**AIM OF THE EXERCISE:** Once you find a line containing the word "OutputMessage" in the entries below, copy it.

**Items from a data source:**
# # # # #

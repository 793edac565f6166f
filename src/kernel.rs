//! Purpose: The kernel handler wiring session, execution, completeness, and inspection together.
//! Exports: `MathicsKernel`, `KernelConfig`.
//! Role: Implements `KernelHandler` for the protocol dispatcher.
//! Invariants: One session per kernel instance; execute is the only mutating request.
use std::time::Duration;

use crate::core::channel::Publisher;
use crate::core::completeness::{self, CompletenessVerdict};
use crate::core::engine::EvaluationEngine;
use crate::core::error::Error;
use crate::core::execute::{
    ClientInitPayload, DEFAULT_TIMEOUT, ExecutionCoordinator, ExecutionReply, ExecutionRequest,
};
use crate::core::inspect::{
    BuiltinRegistry, DEFAULT_NAMESPACE, DocRenderer, InspectResult, InspectionService,
};
use crate::protocol::{KernelHandler, KernelInfo};

#[derive(Clone, Debug, PartialEq, Eq)]
pub struct KernelConfig {
    pub timeout: Duration,
    pub default_namespace: String,
    pub client_init: Option<ClientInitPayload>,
}

impl Default for KernelConfig {
    fn default() -> Self {
        Self {
            timeout: DEFAULT_TIMEOUT,
            default_namespace: DEFAULT_NAMESPACE.to_string(),
            client_init: Some(ClientInitPayload::default()),
        }
    }
}

pub struct MathicsKernel<E: EvaluationEngine, R, D> {
    coordinator: ExecutionCoordinator<E>,
    inspection: InspectionService<R, D>,
    info: KernelInfo,
}

impl<E, R, D> MathicsKernel<E, R, D>
where
    E: EvaluationEngine,
    R: BuiltinRegistry,
    D: DocRenderer,
{
    pub fn new(engine: E, registry: R, renderer: D, config: KernelConfig) -> Result<Self, Error> {
        let coordinator = ExecutionCoordinator::start(engine)?
            .with_timeout(config.timeout)
            .with_client_init(config.client_init);
        let inspection = InspectionService::new(registry, renderer)
            .with_default_namespace(config.default_namespace);
        tracing::info!(
            timeout_secs = config.timeout.as_secs(),
            "kernel session started"
        );
        Ok(Self {
            coordinator,
            inspection,
            info: KernelInfo::default(),
        })
    }

    pub fn coordinator(&self) -> &ExecutionCoordinator<E> {
        &self.coordinator
    }
}

impl<E, R, D> KernelHandler for MathicsKernel<E, R, D>
where
    E: EvaluationEngine,
    R: BuiltinRegistry,
    D: DocRenderer,
{
    fn kernel_info(&self) -> KernelInfo {
        self.info.clone()
    }

    fn execute(
        &mut self,
        request: ExecutionRequest,
        publisher: &mut dyn Publisher,
    ) -> Result<ExecutionReply, Error> {
        let outcome = self.coordinator.execute(&request, publisher)?;
        tracing::debug!(
            execution_count = outcome.reply.execution_count,
            results = outcome.results.len(),
            events = outcome.events.len(),
            "execute finished"
        );
        Ok(outcome.reply)
    }

    fn is_complete(&self, code: &str) -> CompletenessVerdict {
        completeness::check(code)
    }

    fn inspect(&self, name: &str, detail_level: u8) -> InspectResult {
        self.inspection.inspect(name, detail_level)
    }
}

#[cfg(test)]
mod tests {
    use super::*;
    use crate::core::channel::OutputMessage;
    use crate::core::execute::ExecutionStatus;
    use crate::core::inspect::{PlainDocRenderer, StaticRegistry};
    use crate::core::mime::TEXT_PLAIN;
    use crate::engine_echo::EchoEngine;

    fn build_kernel(
        config: KernelConfig,
    ) -> MathicsKernel<EchoEngine, StaticRegistry, PlainDocRenderer> {
        let registry =
            StaticRegistry::new().with_entry("System`Sin", "Sin[z] gives the sine of z.");
        MathicsKernel::new(EchoEngine::default(), registry, PlainDocRenderer, config)
            .expect("kernel")
    }

    #[test]
    fn consecutive_executes_report_non_decreasing_counts() {
        let mut kernel = build_kernel(KernelConfig::default());
        let mut published = Vec::new();
        let first = kernel
            .execute(
                ExecutionRequest {
                    code: "a\nb".to_string(),
                    silent: false,
                },
                &mut published,
            )
            .expect("first");
        let second = kernel
            .execute(
                ExecutionRequest {
                    code: "c".to_string(),
                    silent: false,
                },
                &mut published,
            )
            .expect("second");
        assert_eq!(first.status, ExecutionStatus::Ok);
        assert_eq!(first.execution_count, 2);
        assert_eq!(second.execution_count, 3);
        let results = published
            .iter()
            .filter(|message| matches!(message, OutputMessage::ExecuteResult { .. }))
            .count();
        assert_eq!(results, 3);
    }

    #[test]
    fn out_of_range_timeout_still_executes() {
        let mut kernel = build_kernel(KernelConfig {
            timeout: Duration::from_secs(u64::MAX),
            ..KernelConfig::default()
        });
        let mut published = Vec::new();
        let reply = kernel
            .execute(
                ExecutionRequest {
                    code: "x".to_string(),
                    silent: false,
                },
                &mut published,
            )
            .expect("execute");
        assert_eq!(reply.status, ExecutionStatus::Ok);
        assert_eq!(reply.execution_count, 1);
    }

    #[test]
    fn inspect_uses_configured_namespace() {
        let kernel = build_kernel(KernelConfig::default());
        let result = kernel.inspect("Sin", 0);
        assert!(result.found);
        assert_eq!(result.data.get(TEXT_PLAIN), Some("Sin[z] gives the sine of z."));

        let kernel = build_kernel(KernelConfig {
            default_namespace: "Global`".to_string(),
            ..KernelConfig::default()
        });
        assert!(!kernel.inspect("Sin", 0).found);
        assert!(kernel.inspect("System`Sin", 0).found);
    }

    #[test]
    fn is_complete_delegates_to_checker() {
        let kernel = build_kernel(KernelConfig::default());
        assert_eq!(kernel.is_complete("f[x]"), CompletenessVerdict::Complete);
        assert_eq!(kernel.is_complete("f(x]"), CompletenessVerdict::Invalid);
    }
}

# # # # #

**EXERCISE RESPONSE:**
    use crate::core::channel::OutputMessage;
            .filter(|message| matches!(message, OutputMessage::ExecuteResult { .. }))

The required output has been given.